Ear pain is another common illness in children. It has many causes—including ear infection, pressure from a sinus infection or cold, swimmer’s ear (infection in the ear canal), teeth pain spreading from the jaw to the ear, among others. To differentiate, your pediatrician will be examining your child’s ear. An in-office assessment is still the best way for the pediatrician to diagnose accurately. If a high fever accompanies your child’s ear pain, involving both ears, or if your child has other illness symptoms, your pediatrician may determine antibiotic as the best treatment.
The widely-preferred antibiotic is Amoxicillin, mostly used for middle ear infections—unless there is an allergy to penicillin or recurrent or chronic infections.
Chronic bronchitis is an infection of the central, large airways in the lungs and is most commonly observed in adults. Often the word “bronchitis” is used to refer to a chest virus that does not require antibiotics.

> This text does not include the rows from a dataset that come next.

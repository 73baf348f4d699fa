use std::collections::{BTreeMap, HashMap};
use std::sync::Arc;
use std::time::Duration;
use dashmap::DashMap;
use tokio::sync::Mutex;
use crate::aggregation::consensus::{ConsensusEngine, ConsensusResult};
use crate::aggregation::orchestrator::{FetchOrchestrator, RoundOutcome};
use crate::aggregation::validator::Validator;
use crate::config::FeedConfig;
use crate::core::report::{ConsensusOutcome, ConsensusReport, SourceStatus};
use crate::error::{Error, Result};
use crate::monitoring::alerts::{Alert, AlertSink, AlertSummary};
use crate::monitoring::anomaly::AnomalyDetector;
use crate::monitoring::quality::{QualityReport, QualityScorer};
use crate::observability::metrics;
use crate::observability::tracing::trace_round;
use crate::sources::SourceRegistry;
use crate::types::ids::InstrumentId;
use crate::types::instrument::Instrument;
use crate::types::timestamp::Timestamp;

/// Owns the pipeline for a fixed set of instruments: fetch, validate,
/// aggregate, detect, score, record.
///
/// Rounds for one instrument are serialized by its slot; rounds for
/// different instruments run concurrently.
pub struct FeedEngine {
    config: FeedConfig,
    instruments: BTreeMap<InstrumentId, Instrument>,
    registry: Arc<SourceRegistry>,
    orchestrator: FetchOrchestrator,
    validator: Validator,
    consensus: ConsensusEngine,
    detector: AnomalyDetector,
    scorer: QualityScorer,
    alerts: AlertSink,
    slots: HashMap<InstrumentId, Mutex<()>>,
    latest: DashMap<InstrumentId, ConsensusOutcome>,
}

impl FeedEngine {
    pub fn new(config: FeedConfig, registry: Arc<SourceRegistry>, instruments: Vec<Instrument>) -> Result<Self> {
        config.validate()?;

        let mut by_id = BTreeMap::new();
        for instrument in instruments {
            if registry.supporting(&instrument).is_empty() {
                tracing::warn!("No registered source serves {}", instrument.id);
            }
            if let Some(dup) = by_id.insert(instrument.id.clone(), instrument) {
                return Err(Error::ConfigError(format!("duplicate instrument {}", dup.id)));
            }
        }
        let slots = by_id.keys().map(|id| (id.clone(), Mutex::new(()))).collect();

        Ok(FeedEngine {
            orchestrator: FetchOrchestrator::new(registry.clone(), &config.fetch),
            validator: Validator::new(config.staleness.clone(), config.sanity.clone()),
            consensus: ConsensusEngine::new(config.consensus.clone()),
            detector: AnomalyDetector::new(config.anomaly.clone()),
            scorer: QualityScorer::new(config.quality.clone()),
            alerts: AlertSink::new(&config.alerts),
            instruments: by_id,
            registry,
            slots,
            latest: DashMap::new(),
            config,
        })
    }

    /// Runs one full round for `id`. `Err` only for instruments the engine
    /// does not know; a round without usable data is `Ok(Unavailable)`.
    pub async fn get_consensus(&self, id: &InstrumentId) -> Result<ConsensusOutcome> {
        let instrument = self.instrument(id)?;
        let slot = self.slots.get(id).ok_or_else(|| Error::UnknownInstrument(id.clone()))?;
        let _guard = slot.lock().await;

        metrics::ROUNDS_TOTAL.inc();
        let timer = metrics::ROUND_LATENCY.start_timer();
        let round = self.orchestrator.run_round(instrument).await;
        let outcome = self.evaluate(instrument, round, Timestamp::now());
        timer.observe_duration();

        self.latest.insert(id.clone(), outcome.clone());
        Ok(outcome)
    }

    /// Quality of the latest delivered consensus, freshness aged to now.
    /// `None` before the first round or when the latest round was unavailable.
    pub fn get_quality(&self, id: &InstrumentId) -> Result<Option<QualityReport>> {
        let instrument = self.instrument(id)?;
        let quality = self.latest.get(id).and_then(|outcome| {
            outcome.report().map(|report| self.quality_at(instrument, &report.result, Timestamp::now()))
        });
        Ok(quality)
    }

    pub fn latest(&self, id: &InstrumentId) -> Result<Option<ConsensusOutcome>> {
        self.instrument(id)?;
        Ok(self.latest.get(id).map(|outcome| outcome.clone()))
    }

    pub fn get_recent_alerts(&self, window_secs: u64) -> Vec<Alert> {
        self.alerts.query(Duration::from_secs(window_secs))
    }

    pub fn get_source_status(&self) -> Vec<SourceStatus> {
        self.registry.statuses()
    }

    pub fn status_summary(&self) -> AlertSummary {
        let window = Duration::from_secs(self.config.alerts.summary_window_secs);
        self.alerts.summary_at(window, Timestamp::now())
    }

    pub fn instruments(&self) -> impl Iterator<Item = &Instrument> {
        self.instruments.values()
    }

    pub fn alert_sink(&self) -> &AlertSink {
        &self.alerts
    }

    pub fn registry(&self) -> &Arc<SourceRegistry> {
        &self.registry
    }

    fn instrument(&self, id: &InstrumentId) -> Result<&Instrument> {
        self.instruments.get(id).ok_or_else(|| Error::UnknownInstrument(id.clone()))
    }

    fn quality_at(&self, instrument: &Instrument, result: &ConsensusResult, now: Timestamp) -> QualityReport {
        let (available, total) = self.registry.availability_for(instrument);
        self.scorer.score(
            instrument.kind,
            result.oldest_observation.age_at(now),
            available,
            total,
            result.dispersion,
            result.estimate,
        )
    }

    fn evaluate(&self, instrument: &Instrument, round: RoundOutcome, now: Timestamp) -> ConsensusOutcome {
        let span = trace_round(&instrument.id, round.round_id);
        let _entered = span.enter();

        let points = self.validator.validate_all(instrument.kind, round.points, now);
        let mut alerts = Vec::new();

        let computed = match self.consensus.compute(instrument, &points, now) {
            Ok(result) => {
                alerts.extend(self.detector.check_consensus(instrument, &result, &points));
                let quality = self.quality_at(instrument, &result, now);
                metrics::QUALITY_SCORE
                    .with_label_values(&[instrument.id.as_str()])
                    .set(quality.score);

                tracing::info!(
                    "Consensus for {}: {} from {}/{} points (quality {:.3})",
                    instrument.id, result.estimate, result.filtered_points, points.len(), quality.score
                );
                if !quality.acceptable {
                    tracing::warn!("Quality for {} below minimum: {:?}", instrument.id, quality.rounded());
                }
                Ok((result, quality))
            }
            Err(unavailable) => {
                metrics::ROUNDS_UNAVAILABLE
                    .with_label_values(&[unavailable.reason.as_str()])
                    .inc();
                tracing::warn!(
                    "No consensus for {}: {} ({} received, {} valid, {} failed, {} timed out)",
                    instrument.id,
                    unavailable.reason.as_str(),
                    unavailable.received_points,
                    unavailable.valid_points,
                    round.failures.len(),
                    round.timed_out.len()
                );
                Err(unavailable)
            }
        };

        alerts.extend(self.detector.check_sources(&self.registry.statuses(), now));
        for alert in &alerts {
            self.alerts.append(alert.clone());
        }

        match computed {
            Ok((result, quality)) => ConsensusOutcome::Available(Box::new(ConsensusReport {
                round_id: round.round_id,
                result,
                quality,
                points,
                failures: round.failures,
                timed_out: round.timed_out,
                alerts,
            })),
            Err(unavailable) => ConsensusOutcome::Unavailable(unavailable),
        }
    }
}

#[cfg(test)]
mod tests {
    use super::*;
    use crate::sources::connectors::scripted::{Scripted, ScriptedSource};
    use crate::types::instrument::InstrumentKind;

    fn engine(sources: Vec<ScriptedSource>) -> FeedEngine {
        let config = FeedConfig::default();
        let mut registry = SourceRegistry::new(&config);
        for source in sources {
            registry.register(Arc::new(source)).unwrap();
        }
        let btc = Instrument::new("BTC", InstrumentKind::SpotPrice);
        FeedEngine::new(config, Arc::new(registry), vec![btc]).unwrap()
    }

    #[tokio::test(start_paused = true)]
    async fn unknown_instrument_is_an_error() {
        let engine = engine(vec![]);
        let err = engine.get_consensus(&"DOGE".into()).await.unwrap_err();
        assert!(matches!(err, Error::UnknownInstrument(_)));
        assert!(engine.get_quality(&"DOGE".into()).is_err());
    }

    #[tokio::test(start_paused = true)]
    async fn quality_follows_latest_round() {
        let engine = engine(vec![
            ScriptedSource::new("a").with_response("BTC", Scripted::Value(100.0)),
            ScriptedSource::new("b").with_response("BTC", Scripted::Value(100.0)),
        ]);
        let btc = InstrumentId::from("BTC");
        assert_eq!(engine.get_quality(&btc).unwrap(), None);

        let outcome = engine.get_consensus(&btc).await.unwrap();
        assert_eq!(outcome.estimate(), Some(100.0));
        let quality = engine.get_quality(&btc).unwrap().unwrap();
        assert!(quality.acceptable);
        assert_eq!(quality.availability, 1.0);
        assert!(engine.latest(&btc).unwrap().unwrap().is_available());
    }

    #[test]
    fn duplicate_instruments_are_rejected() {
        let config = FeedConfig::default();
        let registry = Arc::new(SourceRegistry::new(&config));
        let btc = Instrument::new("BTC", InstrumentKind::SpotPrice);
        let result = FeedEngine::new(config, registry, vec![btc.clone(), btc]);
        assert!(matches!(result, Err(Error::ConfigError(_))));
    }
}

Sore throats are quite prevalent in young children and can cause severe pain. A sore throat resulting from a virus does not require antibiotics. Those cases require no special medication, and your child’s health should improve in ten days. In a different case, a sore throat could be an indicator of an infection called streptococcal or strep throat.
Strep cannot be accurately detected by only looking at the throat. An in-office rapid strep test or lab test, which entails a quick swab of the throat, is required to confirm strep diagnosis. If your child tests positive for strep, the pediatrician will likely prescribe an antibiotic. It’s vital that your child stays on the antibiotics for the full course, as advised by the doctor, even if the symptoms disappear or get better.
Acetaminophen and ibuprofen are the most excellent medicines for pain relief in children. Talk to your pediatrician about the right amount of medication to give your child, as it needs to be in accordance with your child’s weight.
Narcotic pain medicines are not proper for little ones having common injuries or complaints like a sprained ankle, sore throat, or ear pain. It would help if you never used Codeine for your children’s treatment because it’s been linked to respiratory complications and even death in children.
What If Symptoms Change?
Sometimes, mild infections—bacterial or viral—can progress into more severe conditions.
Call your doctor if your kid’s illness appears to change, gets worse, does not go away after some days, or if you are worried about a new symptom that may arise.